Monday, July 5, 2010
Williams & George on Deciding Who Decides: Consolidating Multidistrict Litigation
Margaret Williams (Federal Judicial Center) and Tracey George (Vanderbilt) have posted their paper, "Deciding Who Decides: Consolidating Multidistrict Litigation" on SSRN. Their empirical investigation of MDL fills a tremendous gap in the literature and is a welcome contribution. Here's the abstract:
The United States Judicial Panel on Multidistrict Litigation may transfer factually related actions filed in different federal districts to a single judge for consolidated pretrial litigation. This transferee judge has significant discretion over the management of the litigation, and nearly all cases are resolved without returning to the original district court. Thus, as a practical matter, the Panel controls where these disputes will be litigated. And, the Panel has substantial discretion in making that decision. In its forty years of existence, the Panel has transferred roughly 325,000 lawsuits including high-profile securities and derivative lawsuits (the collapse of Lehman Brothers and the Ponzi scheme of Bernie Madoff), consumer claims (Countrywide Mortgage’s lending practices), and mass torts ranging from the Vioxx litigation to the Union Carbine disaster in Bhopal to the bombing of Pan Am Flight 103. BP already has moved to consolidate and transfer more than 100 Gulf of Mexico oil spill suits filed against it in the various districts along the Gulf coast to the Southern District of Texas for pre-trial litigation, and potentially related suits filed in the future are likely to be transferred as well.

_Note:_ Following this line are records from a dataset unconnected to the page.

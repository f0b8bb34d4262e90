//! # Pathwise Core
//!
//! Core types and validation for the Pathwise Monte Carlo simulation library.
//!
//! This crate provides the foundational building blocks used throughout
//! Pathwise:
//!
//! - **`PriceSeries`**: a validated ordered series of daily closing prices
//! - **`ReturnSeries`**: daily percentage returns derived from a price series
//! - **`SimulationParams`**: the caller-chosen simulation shape (number of
//!   paths, horizon in days, optional seed)
//!
//! ## Design Philosophy
//!
//! - **Validate at the boundary**: prices and parameters are checked when
//!   constructed, so the simulation engine can assume well-formed inputs
//! - **Explicit over implicit**: reproducibility is a visible `seed` field,
//!   not hidden global state
//!
//! ## Example
//!
//! ```rust
//! use pathwise_core::prelude::*;
//!
//! let prices = PriceSeries::new(vec![100.0, 102.0, 101.0, 105.0, 103.0])?;
//! let returns = prices.returns()?;
//! assert_eq!(returns.len(), 4);
//! # Ok::<(), pathwise_core::CoreError>(())
//! ```

#![warn(missing_docs)]
#![warn(clippy::all)]
#![warn(clippy::pedantic)]
#![allow(clippy::module_name_repetitions)]
#![allow(clippy::missing_errors_doc)]
#![allow(clippy::must_use_candidate)]
#![allow(clippy::cast_precision_loss)]
#![allow(clippy::doc_markdown)]

pub mod error;
pub mod types;

pub use error::{CoreError, CoreResult};
pub use types::{
    PriceSeries, ReturnSeries, SimulationParams, DEFAULT_HORIZON_DAYS, DEFAULT_NUM_SIMULATIONS,
    HORIZON_CHOICES, SIMULATION_COUNT_CHOICES,
};

/// Prelude module for convenient imports.
pub mod prelude {
    pub use crate::error::{CoreError, CoreResult};
    pub use crate::types::{
        PriceSeries, ReturnSeries, SimulationParams, DEFAULT_HORIZON_DAYS,
        DEFAULT_NUM_SIMULATIONS, HORIZON_CHOICES, SIMULATION_COUNT_CHOICES,
    };
}
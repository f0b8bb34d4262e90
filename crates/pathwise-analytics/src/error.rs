//! Unified error types for the analytics engine.
//!
//! Precondition failures are detected at component entry and reported
//! synchronously; there is no partial-failure mode. Either a complete
//! result of the requested shape is produced, or nothing is.

use pathwise_core::CoreError;
use pathwise_math::MathError;
use thiserror::Error;

/// Unified error type for all analytics operations.
#[derive(Debug, Error, Clone, PartialEq)]
pub enum AnalyticsError {
    /// A simulation or risk parameter is outside its valid range.
    #[error("invalid parameter {name}: {reason}")]
    InvalidParameter {
        /// Name of the parameter.
        name: String,
        /// Why the value was rejected.
        reason: String,
    },

    /// The price history is too short to calibrate volatility.
    #[error("insufficient price history: need at least {required} observations, got {actual}")]
    InsufficientHistory {
        /// Minimum required observations.
        required: usize,
        /// Actual number of observations.
        actual: usize,
    },

    /// The risk estimator was handed a result with no simulated paths.
    ///
    /// `simulate_paths` cannot produce such a result (a zero path count is
    /// rejected up front), but the estimator is separately callable and
    /// checks its own boundary.
    #[error("empty terminal distribution: result contains no simulated paths")]
    EmptyDistribution,

    /// Invalid price observation (from pathwise-core).
    #[error("price history error: {0}")]
    PriceError(String),

    /// Math/statistics error (from pathwise-math).
    #[error("math error: {0}")]
    MathError(String),
}

impl AnalyticsError {
    /// Creates an invalid parameter error.
    #[must_use]
    pub fn invalid_parameter(name: impl Into<String>, reason: impl Into<String>) -> Self {
        Self::InvalidParameter {
            name: name.into(),
            reason: reason.into(),
        }
    }
}

/// Result type alias for analytics operations.
pub type AnalyticsResult<T> = Result<T, AnalyticsError>;

impl From<CoreError> for AnalyticsError {
    fn from(err: CoreError) -> Self {
        match err {
            CoreError::InsufficientHistory { required, actual } => {
                Self::InsufficientHistory { required, actual }
            }
            CoreError::InvalidParameter { name, reason } => Self::InvalidParameter { name, reason },
            other @ CoreError::InvalidPrice { .. } => Self::PriceError(other.to_string()),
        }
    }
}

impl From<MathError> for AnalyticsError {
    fn from(err: MathError) -> Self {
        Self::MathError(err.to_string())
    }
}

#[cfg(test)]
mod tests {
    use super::*;

    #[test]
    fn test_error_display() {
        let err = AnalyticsError::invalid_parameter("num_simulations", "must be at least 1");
        assert!(err.to_string().contains("num_simulations"));

        let err = AnalyticsError::EmptyDistribution;
        assert!(err.to_string().contains("no simulated paths"));
    }

    #[test]
    fn test_core_error_conversion_preserves_structure() {
        let core = CoreError::insufficient_history(3, 2);
        let analytics = AnalyticsError::from(core);
        assert_eq!(
            analytics,
            AnalyticsError::InsufficientHistory {
                required: 3,
                actual: 2
            }
        );
    }

    #[test]
    fn test_math_error_conversion() {
        let math = MathError::insufficient_data(2, 1);
        let analytics = AnalyticsError::from(math);
        assert!(matches!(analytics, AnalyticsError::MathError(_)));
    }
}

The current study provides the first empirical investigation of the Panel’s decision to transfer and consolidate pending federal civil lawsuits, examining the rationale for transfer and for the selection of a specific district court and judge to handle the consolidated litigation. The results provided here represent a draft paper based on a sample from an ongoing data project which ultimately will include all Panel orders.